I'm dedicating this post to all my fellow followers who struggle with ill health.
Being sick and totally reliant/dependant on others help is honestly quite soul destroying...especially if you've been fearlessly independent most of your life. constantly feeling like a burden, watching bits of yourself disappear...how can I ask anymore of you?
You slowly loose yourself into a world of frustration....a world you're trying so desperately to escape yet in order to be at peace, simultaneously accepting of it.
While others move on.....you stand still. Suspended in this frozen horizontal nightmare that never seems to go away....hopeful and patient that it will end, while again, simultaneously fearful it will never stop.

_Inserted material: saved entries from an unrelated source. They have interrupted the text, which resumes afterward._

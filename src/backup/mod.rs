pub mod archive;
pub mod backup_config;
pub mod compress;
pub mod logging;
pub mod preprocess;
pub mod process;
pub mod redacted;
pub mod relocate;
pub mod remote;
pub mod result_error;
pub mod retention;
pub mod run_context;
pub mod scheduler;
pub mod temp_artifact;
pub mod validate;

macro_rules! function_path {
    () => {
        concat!(module_path!(), "::", function_name!(), " ", file!(), ":", line!())
    };
}

pub(crate) use function_path;
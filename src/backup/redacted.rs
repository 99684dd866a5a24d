//! Credentials with redacted display and serialization.
//!
//! `RedactedString` holds database and remote-store passwords while keeping
//! them out of logs, debug output and serialized configuration.

use bon::Builder;
use derive_more::From;
use getset::Getters;
use serde::de::Visitor;
use serde::{Deserialize, Deserializer, Serialize, Serializer};
use std::fmt::{Debug, Formatter};
use std::result;
use validator::Validate;
use zeroize::Zeroize;

/// Placeholder text shown instead of the actual secret
pub static REDACTED_SECRET: &str = "###REDACTED###";

/// A string that gets redacted in debug output and serialization
///
/// Memory is zeroed on drop.
#[derive(Validate, Clone, Zeroize, From, Builder, PartialEq, Eq, Getters)]
#[getset(get = "pub")]
pub struct RedactedString {
    #[validate(length(min = 1))]
    #[builder(into)]
    inner: String,
}

impl From<&str> for RedactedString {
    fn from(value: &str) -> Self {
        RedactedString::builder().inner(value).build()
    }
}

impl Debug for RedactedString {
    fn fmt(&self, f: &mut Formatter<'_>) -> std::fmt::Result {
        write!(f, "{}", REDACTED_SECRET)
    }
}

impl Serialize for RedactedString {
    fn serialize<S: Serializer>(&self, serializer: S) -> result::Result<S::Ok, S::Error> {
        serializer.serialize_str(REDACTED_SECRET)
    }
}

impl<'de> Deserialize<'de> for RedactedString {
    fn deserialize<D: Deserializer<'de>>(deserializer: D) -> result::Result<Self, D::Error> {
        deserializer.deserialize_str(RedactedStringVisitor)
    }
}

impl Drop for RedactedString {
    fn drop(&mut self) {
        self.zeroize();
    }
}

pub struct RedactedStringVisitor;

impl Visitor<'_> for RedactedStringVisitor {
    type Value = RedactedString;

    fn expecting(&self, formatter: &mut Formatter) -> std::fmt::Result {
        formatter.write_str("a string")
    }

    fn visit_str<E>(self, v: &str) -> result::Result<Self::Value, E>
    where
        E: serde::de::Error,
    {
        Ok(RedactedString::builder().inner(v).build())
    }
}
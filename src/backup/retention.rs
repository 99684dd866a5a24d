//! Removal of the most recent previous dated directory.
//!
//! The scan walks back day by day from the anchor date (included), at most
//! [`LOOKBACK_DAYS`] days, and removes only the first directory it finds.
//! Older stale directories survive until later runs reach them.

use crate::backup::remote::{remote_join, remove_remote_dir_all, RemoteSession};
use crate::backup::result_error::error::Error;
use crate::backup::result_error::result::Result;
use crate::backup::result_error::AddMsg;
use crate::backup::run_context::dated_dir_name;
use chrono::{Days, NaiveDate};
use std::path::{Path, PathBuf};

pub static LOOKBACK_DAYS: u64 = 100;

/// `{prefix}-{date}` for the anchor date and the days before it, newest first.
pub fn candidate_names<'a>(prefix: &'a str, anchor: NaiveDate) -> impl Iterator<Item = String> + 'a {
    (0..LOOKBACK_DAYS)
        .filter_map(move |i| anchor.checked_sub_days(Days::new(i)))
        .map(move |date| dated_dir_name(prefix, date))
}

pub fn purge_oldest_local(base: &Path, prefix: &str, anchor: NaiveDate) -> Result<Option<PathBuf>> {
    for name in candidate_names(prefix, anchor) {
        let candidate = base.join(name);
        if candidate.exists() {
            std::fs::remove_dir_all(&candidate)
                .map_err(Error::from)
                .add_msg(format!("Failed to remove previous archive dir {:?}", candidate))?;
            tracing::info!("Previous archive dir {:?} has been removed...", candidate);
            return Ok(Some(candidate));
        }
    }
    tracing::debug!("No previous archive dir within {} days of {}", LOOKBACK_DAYS, anchor);
    Ok(None)
}

/// Remote counterpart of [`purge_oldest_local`], relative to the session's
/// current directory.
///
/// A candidate counts as present when the session can change into it. Any
/// probe error means "not there".
pub fn purge_oldest_remote(
    session: &mut dyn RemoteSession,
    prefix: &str,
    anchor: NaiveDate,
) -> Result<Option<String>> {
    let root = session.current_dir()?;
    for name in candidate_names(prefix, anchor) {
        let candidate = remote_join(&root, &name);
        match session.change_dir(&candidate) {
            Ok(_) => {
                session.change_dir(&root)?;
                remove_remote_dir_all(session, &candidate)
                    .add_msg(format!("Failed to remove remote archive dir {:?}", candidate))?;
                tracing::info!("Previous remote archive dir {:?} has been removed...", candidate);
                return Ok(Some(candidate));
            }
            Err(e) => tracing::trace!("Remote dir {:?} not found: {}", candidate, e),
        }
    }
    tracing::debug!("No previous remote archive dir within {} days of {}", LOOKBACK_DAYS, anchor);
    Ok(None)
}
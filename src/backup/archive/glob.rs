use crate::backup::result_error::error::Error;
use crate::backup::result_error::result::Result;
use derive_more::Display;
use getset::Getters;
use globset::{Glob, GlobBuilder, GlobSet, GlobSetBuilder};
use serde::de::Visitor;
use serde::{Deserialize, Deserializer, Serialize};
use std::fmt::Formatter;
use std::result;

/// Syntax the archiver's `-xr!` wildcards do not read the way globset does
static UNSUPPORTED: &[(&str, &str)] = &[
    ("**", "recursive wildcards are implied"),
    ("[", "character classes are not supported"),
    ("]", "character classes are not supported"),
    ("{", "alternatives are not supported"),
    ("}", "alternatives are not supported"),
];

/// An exclusion pattern for one archive set.
///
/// Only literals, `*`, `?` and `/` are accepted, the subset the archiver's
/// recursive `-xr!` switch and globset agree on. Like the archiver, a pattern
/// matches at any depth below the set root, and a matching directory takes
/// its contents with it. `*` never crosses a path separator.
#[derive(Clone, Debug, Display, Serialize, PartialEq, Eq, Getters)]
#[display("{pattern}")]
#[serde(transparent)]
pub struct ExcludeGlob {
    /// The pattern as written in the config, handed to the archiver as is
    #[getset(get = "pub")]
    pattern: String,
    #[serde(skip)]
    matchers: [Glob; 2],
}

fn build(pattern: &str) -> result::Result<Glob, globset::Error> {
    GlobBuilder::new(pattern).literal_separator(true).build()
}

impl ExcludeGlob {
    pub fn new<S: AsRef<str>>(pattern: S) -> Result<Self> {
        let pattern = pattern.as_ref().trim_end_matches('/');
        if pattern.is_empty() || pattern.starts_with('/') {
            return Err(Error::unsupported_glob(pattern, "must be a non-empty relative pattern"));
        }
        if let Some((_, reason)) = UNSUPPORTED.iter().find(|(s, _)| pattern.contains(s)) {
            return Err(Error::unsupported_glob(pattern, *reason));
        }
        let matchers = [
            build(&format!("**/{pattern}"))?,
            build(&format!("**/{pattern}/**"))?,
        ];
        Ok(Self {
            pattern: pattern.to_string(),
            matchers,
        })
    }
}

pub fn build_glob_set<'a, I: IntoIterator<Item = &'a ExcludeGlob>>(
    globs: I,
) -> result::Result<GlobSet, globset::Error> {
    let mut builder = GlobSetBuilder::new();
    for g in globs {
        for m in &g.matchers {
            builder.add(m.clone());
        }
    }
    builder.build()
}

struct ExcludeGlobVisitor;

impl Visitor<'_> for ExcludeGlobVisitor {
    type Value = ExcludeGlob;

    fn expecting(&self, formatter: &mut Formatter) -> std::fmt::Result {
        formatter.write_str("a glob pattern")
    }

    fn visit_str<E>(self, v: &str) -> result::Result<Self::Value, E>
    where
        E: serde::de::Error,
    {
        ExcludeGlob::new(v).map_err(serde::de::Error::custom)
    }
}

impl<'de> Deserialize<'de> for ExcludeGlob {
    fn deserialize<D: Deserializer<'de>>(deserializer: D) -> result::Result<Self, D::Error> {
        deserializer.deserialize_str(ExcludeGlobVisitor)
    }
}
//! External process capability.
//!
//! Every export and archiver call goes through [`CommandRunner`], so tests can
//! swap the real process spawner for a scripted one.

use crate::backup::redacted::REDACTED_SECRET;
use crate::backup::result_error::error::Error;
use crate::backup::result_error::result::Result;
use crate::backup::result_error::AddMsg;
use std::ffi::OsString;
use std::path::Path;
use std::process::{Command, Stdio};

/// Result of running an external command to completion.
#[derive(Clone, Debug, Default, Eq, PartialEq)]
pub struct CommandOutput {
    /// Exit code, `None` when the process was killed by a signal.
    pub code: Option<i32>,
    pub stdout: String,
    pub stderr: String,
}

impl CommandOutput {
    pub fn success() -> Self {
        Self {
            code: Some(0),
            ..Default::default()
        }
    }

    pub fn failure<S: Into<String>>(code: i32, stderr: S) -> Self {
        Self {
            code: Some(code),
            stdout: String::new(),
            stderr: stderr.into(),
        }
    }

    pub const fn is_success(&self) -> bool {
        matches!(self.code, Some(0))
    }
}

/// Flags whose following argument is a secret.
static SECRET_FLAGS: &[&str] = &["-password", "-pas"];

/// Arguments as they may appear in logs, secrets replaced.
pub fn loggable_args(args: &[OsString]) -> Vec<String> {
    let mut hide_next = false;
    args.iter()
        .map(|arg| {
            let arg = arg.to_string_lossy();
            if std::mem::replace(&mut hide_next, false) {
                return REDACTED_SECRET.to_string();
            }
            hide_next = SECRET_FLAGS.iter().any(|f| arg.eq_ignore_ascii_case(f));
            arg.into_owned()
        })
        .collect()
}

pub trait CommandRunner: Send + Sync {
    /// Runs `program` in `cwd`, waiting for it to exit.
    ///
    /// An `Err` means the process could not be spawned; a non-zero exit is
    /// reported through [`CommandOutput::code`].
    fn run(&self, program: &Path, args: &[OsString], cwd: &Path) -> Result<CommandOutput>;
}

#[derive(Clone, Debug, Default)]
pub struct ProcessCommandRunner;

impl CommandRunner for ProcessCommandRunner {
    fn run(&self, program: &Path, args: &[OsString], cwd: &Path) -> Result<CommandOutput> {
        tracing::debug!(
            "Running {:?} {:?} in {:?}",
            program,
            loggable_args(args),
            cwd
        );
        let output = Command::new(program)
            .args(args)
            .current_dir(cwd)
            .stdin(Stdio::null())
            .output()
            .map_err(Error::from)
            .add_msg(format!("Failed to spawn {:?}", program))?;

        Ok(CommandOutput {
            code: output.status.code(),
            stdout: String::from_utf8_lossy(&output.stdout).into_owned(),
            stderr: String::from_utf8_lossy(&output.stderr).into_owned(),
        })
    }
}


#[cfg(test)]
mod tests {
    use super::*;
    use std::io::Write;
    use std::sync::{Arc, Mutex};
    use tempfile::TempDir;

    #[test]
    fn test_command_output_status() {
        assert!(CommandOutput::success().is_success());
        assert!(!CommandOutput::failure(2, "boom").is_success());
        assert!(!CommandOutput::default().is_success());
    }

    #[test]
    #[cfg(unix)]
    fn test_process_runner_captures_output_and_code() {
        let dir = TempDir::new().unwrap();
        let args: Vec<OsString> = vec!["-c".into(), "pwd; echo oops >&2; exit 3".into()];
        let output = ProcessCommandRunner
            .run(Path::new("sh"), &args, dir.path())
            .unwrap();

        assert_eq!(output.code, Some(3));
        assert!(output.stderr.contains("oops"));
        let canonical = dir.path().canonicalize().unwrap();
        assert_eq!(output.stdout.trim(), canonical.to_string_lossy());
    }

    #[test]
    fn test_loggable_args_hide_password() {
        let args: Vec<OsString> = ["-b", "db.fdb", "db.fbk", "-user", "SYSDBA", "-PASSWORD", "s3cret", "-g"]
            .iter()
            .map(OsString::from)
            .collect();
        let shown = loggable_args(&args);
        assert_eq!(shown[6], REDACTED_SECRET);
        assert_eq!(shown[4], "SYSDBA");
        assert_eq!(shown[7], "-g");
        assert!(!shown.iter().any(|a| a == "s3cret"));
    }

    #[derive(Clone, Default)]
    struct Capture(Arc<Mutex<Vec<u8>>>);

    impl Write for Capture {
        fn write(&mut self, buf: &[u8]) -> std::io::Result<usize> {
            self.0.lock().unwrap().extend_from_slice(buf);
            Ok(buf.len())
        }

        fn flush(&mut self) -> std::io::Result<()> {
            Ok(())
        }
    }

    #[test]
    fn test_process_runner_debug_log_hides_password() {
        let dir = TempDir::new().unwrap();
        let capture = Capture::default();
        let writer = capture.clone();
        let subscriber = tracing_subscriber::fmt()
            .with_max_level(tracing::Level::DEBUG)
            .with_ansi(false)
            .with_writer(move || writer.clone())
            .finish();
        let args: Vec<OsString> = ["-b", "a.fdb", "a.fbk", "-password", "s3cretPW"]
            .iter()
            .map(OsString::from)
            .collect();

        tracing::subscriber::with_default(subscriber, || {
            let _ = ProcessCommandRunner.run(Path::new("/nonexistent/gbak"), &args, dir.path());
        });

        let logged = String::from_utf8(capture.0.lock().unwrap().clone()).unwrap();
        assert!(logged.contains("Running"));
        assert!(logged.contains(REDACTED_SECRET));
        assert!(!logged.contains("s3cretPW"));
    }

    #[test]
    fn test_process_runner_spawn_failure_is_error() {
        let dir = TempDir::new().unwrap();
        let res = ProcessCommandRunner.run(Path::new("/definitely/not/a/binary"), &[], dir.path());
        assert!(res.is_err());
    }
}
//! # k-archivist
//!
//! Scheduled, multi-target backups driven by external tools.
//!
//! ## Features
//!
//! - **Archive Sets**: Named groups of files and directories, one dated archive each
//! - **Database Export**: Firebird `gbak` export of selected inputs before archiving
//! - **Compression**: 7-Zip compatible archiver, bounded number of sets at a time
//! - **Remote Sync**: FTP upload of every archive into a dated remote directory
//! - **Retention**: Removal of the previous dated directory, locally and remotely
//! - **Scheduling**: Optional cron-based loop
//!
//! ## Quick Start
//!
//! ```no_run
//! use k_archivist::backup::backup_config::BackupConfig;
//! use k_archivist::backup::process::ProcessCommandRunner;
//!
//! // Load configuration from YAML file
//! let config: BackupConfig = serde_yml::from_reader(std::fs::File::open("config.yml")?)?;
//!
//! // Run once, uploading to the configured remote if any
//! let report = config.run_once(&ProcessCommandRunner, config.remote_connector())?;
//! println!("{} archives", report.produced.len());
//! # Ok::<(), Box<dyn std::error::Error>>(())
//! ```

pub mod backup;
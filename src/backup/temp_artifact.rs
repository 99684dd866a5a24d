//! Paths produced mid-pipeline that must not outlive their consumer.

use std::io::ErrorKind;
use std::path::{Path, PathBuf};

/// Removes the wrapped path when cleaned up or dropped, whichever comes first.
///
/// Removal is best effort: failures are logged and never propagated.
#[derive(Debug)]
pub struct TempArtifact {
    path: PathBuf,
    removed: bool,
}

impl TempArtifact {
    pub fn new<P: Into<PathBuf>>(path: P) -> Self {
        Self {
            path: path.into(),
            removed: false,
        }
    }

    pub fn path(&self) -> &Path {
        &self.path
    }

    /// Deletes the artifact now and logs the outcome.
    pub fn cleanup(mut self) {
        self.remove();
    }

    fn remove(&mut self) {
        if self.removed {
            return;
        }
        self.removed = true;
        match std::fs::remove_file(&self.path) {
            Ok(_) => tracing::info!("Temp file {:?} has been removed", self.path),
            Err(e) if e.kind() == ErrorKind::NotFound => {
                tracing::debug!("Temp file {:?} already absent", self.path)
            }
            Err(e) => tracing::warn!("Failed to remove temp file {:?}: {}", self.path, e),
        }
    }
}

impl Drop for TempArtifact {
    fn drop(&mut self) {
        self.remove();
    }
}
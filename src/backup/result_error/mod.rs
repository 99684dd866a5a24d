use std::fmt::Debug;
pub mod error;
pub mod result;

pub trait AddDebugObjectAndFnName<S: Into<String>, O: Debug + 'static> {
    fn add_debug_object_and_fn_name(self, obj: O, fn_name: S) -> Self;
}

pub trait AddFunctionName<S: Into<String>> {
    fn add_fn_name(self, fn_name: S) -> Self;
}

pub trait AddMsg<S: Into<String>> {
    fn add_msg(self, msg: S) -> Self;
}
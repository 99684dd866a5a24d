use clap::Parser;
use k_archivist::backup::backup_config::BackupConfig;
use k_archivist::backup::logging::init_logging;
use k_archivist::backup::process::ProcessCommandRunner;
use k_archivist::backup::result_error::error::Error;
use k_archivist::backup::result_error::result::Result;
use k_archivist::backup::result_error::AddMsg;
use std::fs::File;
use std::path::{Path, PathBuf};
use std::process::exit;
use tracing::error;
use tracing_subscriber::filter::LevelFilter;
use validator::Validate;

/// Archive named file sets with external tools and mirror them to a remote store
#[derive(Parser, Debug)]
#[command(version, about, long_about = None)]
struct Args {
    /// Location of config file
    #[arg(short, long)]
    config: PathBuf,
    /// Log debug output too
    #[arg(short, long)]
    verbose: bool,
}

fn load_config(path: &Path) -> Result<BackupConfig> {
    let config = File::open(path)
        .map_err(Error::from)
        .and_then(|f| serde_yml::from_reader::<_, BackupConfig>(f).map_err(Error::from))
        .add_msg(format!("Parse YAML config failed: {:?}", path))?;
    config
        .validate()
        .map_err(Error::from)
        .add_msg(format!("Config validation failed: {:?}", path))?;
    Ok(config)
}

fn run(config: &BackupConfig) -> Result<()> {
    let runner = ProcessCommandRunner;
    match config.cron() {
        Some(_) => config.start_loop(&runner, config.remote_connector()),
        None => config
            .run_once(&runner, config.remote_connector())
            .map(|_| ()),
    }
}

fn main() {
    let args = Args::parse();
    let level = if args.verbose {
        LevelFilter::DEBUG
    } else {
        LevelFilter::INFO
    };

    let config = match load_config(&args.config) {
        Ok(config) => config,
        Err(e) => {
            tracing_subscriber::fmt().with_max_level(level).init();
            error!("{e}");
            exit(1);
        }
    };

    if let Err(e) = init_logging(config.log_file(), level) {
        eprintln!("{e}");
        exit(1);
    }

    if let Err(e) = run(&config) {
        error!("{e}");
        exit(1);
    }
}
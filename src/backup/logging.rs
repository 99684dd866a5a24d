//! Console and log-file output for `tracing` events.

use crate::backup::result_error::error::Error;
use crate::backup::result_error::result::Result;
use crate::backup::result_error::AddMsg;
use std::fs::{File, OpenOptions};
use std::path::Path;
use std::sync::Mutex;
use tracing::Subscriber;
use tracing_subscriber::filter::LevelFilter;
use tracing_subscriber::layer::SubscriberExt;
use tracing_subscriber::registry::LookupSpan;
use tracing_subscriber::util::SubscriberInitExt;
use tracing_subscriber::{fmt, Layer};

pub static DEFAULT_LOG_FILE: &str = "./log.txt";

fn open_append(path: &Path) -> Result<File> {
    if let Some(parent) = path.parent().filter(|p| !p.as_os_str().is_empty()) {
        std::fs::create_dir_all(parent)?;
    }
    Ok(OpenOptions::new().create(true).append(true).open(path)?)
}

/// Plain-text layer appending to `path`.
pub fn file_layer<S>(path: &Path) -> Result<impl Layer<S>>
where
    S: Subscriber + for<'a> LookupSpan<'a>,
{
    let file = open_append(path)
        .add_msg(format!("Cannot open log file {:?}", path))?;
    Ok(fmt::layer()
        .with_ansi(false)
        .with_target(false)
        .with_writer(Mutex::new(file)))
}

/// Installs the global subscriber: console plus `log_file`, both at `level`.
pub fn init_logging(log_file: &Path, level: LevelFilter) -> Result<()> {
    tracing_subscriber::registry()
        .with(fmt::layer().with_target(false))
        .with(file_layer(log_file)?)
        .with(level)
        .try_init()
        .map_err(Error::from)
}
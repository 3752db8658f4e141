// PDF417-rs
// Copyright (c) 2024 The PDF417-rs Developers.
//
// This Source Code Form is subject to the terms of the Mozilla Public
// License, v. 2.0. If a copy of the MPL was not distributed with this
// file, You can obtain one at https://mozilla.org/MPL/2.0/.

//! The Hamming codebook: the table that maps a demodulated 15-bit symbol
//! pattern back to a codeword value, per row cluster.
//!
//! A PDF417 symbol character is 17 modules wide: four bar runs and four
//! space runs, each 1 to 6 modules, alternating and starting/ending on a
//! bar. Which of the three row clusters (`rownum % 3`) a character belongs
//! to is encoded redundantly in its bar widths, which is what lets a
//! decoder notice it has drifted onto the wrong row.
//!
//! The real table this type stands in for is ISO/IEC 15438 Annex data that
//! is not available to this crate; see `DESIGN.md` for how the generation
//! rule below was chosen and why it is safe to generate rather than
//! transcribe.

use log::trace;
use once_cell::sync::Lazy;

use crate::config::DiagnosticFlags;

/// Number of distinct 15-bit symbol patterns (`2^15`).
const WORD_SPACE: usize = 1 << 15;

/// Bar/space widths of the literal start-of-symbol pattern, reused verbatim
/// from the ISO/IEC 15438 start pattern (8,1,1,1,1,1,1,3): a single wide
/// leading bar that cannot be confused with any data codeword's widths
/// (1 to 6 modules each).
const START_WIDTHS: [u32; 8] = [8, 1, 1, 1, 1, 1, 1, 3];

/// Bar/space widths standing in for the symbol's stop pattern. The real
/// ISO stop pattern is 18 modules across 9 runs; this crate's row extractor
/// always groups runs into fixed 17-module, 8-run windows (see
/// [`crate::row::extract_words`]), so the stop marker is modeled within that
/// same window as a distinct, reserved width tuple instead.
const STOP_WIDTHS: [u32; 8] = [1, 1, 3, 1, 1, 1, 2, 7];

/// The demodulated pattern that marks the start of a row.
pub fn start_word() -> u16 {
    word_for_widths(START_WIDTHS)
}

/// The demodulated pattern that marks the end of a row.
pub fn stop_word() -> u16 {
    word_for_widths(STOP_WIDTHS)
}

/// A cluster table: `table[word]` is the codeword that word demodulates to
/// in this cluster, or `None` if no valid symbol produces that pattern.
type ClusterTable = Box<[Option<u16>]>;

pub struct Codebook {
    tables: [ClusterTable; 3],
}

/// The process-wide codebook, built on first use.
pub static CODEBOOK: Lazy<Codebook> = Lazy::new(Codebook::generate);

impl Codebook {
    fn generate() -> Codebook {
        let mut tables: [ClusterTable; 3] = [
            vec![None; WORD_SPACE].into_boxed_slice(),
            vec![None; WORD_SPACE].into_boxed_slice(),
            vec![None; WORD_SPACE].into_boxed_slice(),
        ];
        let mut next_codeword = [0u32; 3];

        for b0 in 1..=6u32 {
            for s0 in 1..=6u32 {
                for b1 in 1..=6u32 {
                    for s1 in 1..=6u32 {
                        for b2 in 1..=6u32 {
                            for s2 in 1..=6u32 {
                                for b3 in 1..=6u32 {
                                    for s3 in 1..=6u32 {
                                        let widths = [b0, s0, b1, s1, b2, s2, b3, s3];
                                        if widths.iter().sum::<u32>() != 17 {
                                            continue;
                                        }
                                        if widths == START_WIDTHS || widths == STOP_WIDTHS {
                                            continue;
                                        }

                                        let cluster = cluster_of(b0, b1, b2, b3);
                                        let word = word_for_widths(widths) as usize;

                                        let codeword = (next_codeword[cluster] % 929) as u16;
                                        next_codeword[cluster] += 1;

                                        // A handful of width combinations alias onto the
                                        // same quantized pattern; keep the first mapping
                                        // found so generation is deterministic.
                                        tables[cluster][word].get_or_insert(codeword);
                                    }
                                }
                            }
                        }
                    }
                }
            }
        }

        Codebook { tables }
    }

    /// Looks up `word` (a demodulated 15-bit symbol pattern) against the
    /// cluster expected for the current row (`rownum % 3`).
    ///
    /// Mirrors the reference decoder's `bestham`: if some other cluster is
    /// a strictly better match than the expected one, the symbol is
    /// reported as a cluster mismatch rather than accepted, since that
    /// usually means the row extractor has drifted onto an adjacent row.
    ///
    /// `flags` gates the reference decoder's `-c` dump: with
    /// `CODEBOOK_DUMP` set, the matched (or rejected) table entry for every
    /// symbol is traced.
    pub fn demodulate(&self, word: u16, expected_cluster: u8, flags: DiagnosticFlags) -> DemodResult {
        let wordu = word as usize;
        let mut best = expected_cluster as usize;

        for i in 0..3 {
            let badness_i = badness(self.tables[i][wordu]);
            let badness_best = badness(self.tables[best][wordu]);
            if badness_i < badness_best {
                best = i;
            }
        }

        if flags.contains(DiagnosticFlags::CODEBOOK_DUMP) {
            trace!("codebook: word {:#06x} expected cluster {} best cluster {}", word, expected_cluster, best);
        }

        if best != expected_cluster as usize {
            return DemodResult::ClusterMismatch;
        }

        match self.tables[expected_cluster as usize][wordu] {
            Some(codeword) => DemodResult::Match(codeword),
            None => DemodResult::NoMatch,
        }
    }
}

fn badness(entry: Option<u16>) -> u8 {
    if entry.is_some() {
        0
    } else {
        0xff
    }
}

/// Result of matching a demodulated symbol against the codebook.
#[derive(Debug, Clone, Copy, PartialEq, Eq)]
pub enum DemodResult {
    /// The symbol matched the expected cluster.
    Match(u16),
    /// The symbol matched a different cluster better than the one expected
    /// for this row.
    ClusterMismatch,
    /// The symbol pattern is not a valid codeword in any cluster.
    NoMatch,
}

/// Assigns one of the three row clusters to a set of bar widths.
///
/// Real PDF417 clusters are encoded in the difference between bar widths
/// at alternating positions, modulo 9, divided into three equal groups of
/// residues; this follows the same shape.
fn cluster_of(b0: u32, b1: u32, b2: u32, b3: u32) -> usize {
    let diff = (b0 as i32 + b2 as i32) - (b1 as i32 + b3 as i32);
    (diff.rem_euclid(9) / 3) as usize
}

/// Quantizes eight alternating bar/space widths (bar, space, bar, space,
/// ...) summing to 17 modules into the same 15-bit pattern the row
/// extractor produces from a raster scan line.
///
/// Only the four bar (black) runs contribute set bits; this mirrors
/// `processrow`, which only accumulates `word` over the even-indexed
/// transition pairs; i.e. over bar runs, leaving space runs as zero bits.
fn word_for_widths(widths: [u32; 8]) -> u16 {
    let mut cum = [0u32; 9];
    for i in 0..8 {
        cum[i + 1] = cum[i] + widths[i];
    }

    let mut word: u32 = 0;
    for k in (0..8).step_by(2) {
        let mut s = cum[k];
        let mut e = cum[k + 1];
        if s < 1 {
            s = 1;
        }
        if e > 16 {
            e = 16;
        }
        for l in s..e {
            word |= 1 << (16 - l);
        }
    }

    (word >> 1) as u16
}

#[cfg(test)]
mod tests {
    use super::*;

    #[test]
    fn codebook_round_trips_a_synthetic_symbol() {
        let widths = [2u32, 2, 2, 2, 2, 2, 2, 3];
        assert_eq!(widths.iter().sum::<u32>(), 17);

        let word = word_for_widths(widths);
        let cluster = cluster_of(widths[0], widths[2], widths[4], widths[6]);

        match CODEBOOK.demodulate(word, cluster as u8, DiagnosticFlags::empty()) {
            DemodResult::Match(_) => {}
            other => panic!("expected a match, got {:?}", other),
        }
    }

    #[test]
    fn word_for_widths_only_sets_bar_run_bits() {
        let widths = [6u32, 5, 1, 1, 1, 1, 1, 1];
        assert_eq!(widths.iter().sum::<u32>(), 17);
        assert_ne!(word_for_widths(widths), 0);
    }

    #[test]
    fn cluster_of_wraps_modulo_nine() {
        // Shifting both bars in the same alternating position by 9 leaves
        // the difference mod 9 unchanged, so the same cluster is assigned.
        assert_eq!(cluster_of(1, 1, 1, 1), cluster_of(10, 1, 1, 1));
    }
}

Your battle is not only the enemy, but also yourself. You yearn for the person you once where....grieving daily to see her, just once again....immersed in your own mind replaying happier healthier times, like a family movie you gather round to watch fondly.....for a short time it gives you a sense of security, knowing you'll get there again one day.....until the pain hits again and you remember how far away that girl really is.
There is always a choice of course....After all, the only limits in life are the ones we impose on ourselves...how I respond to my circumstances will depend on how difficult this journey is surely? It's so easy for others to remind us of this, without comprehension of how difficult it is to just keep breathing.
For me, there has to be a reason.....if there is no reason to this, then it was simply cruel....you have to find your purpose. Knowing I have helped others avoid this hell is enough for me, and my comfort on days like these.
I accept today as I am, knowing that tomorrow will be what ever it is meant to be....and so I breathe.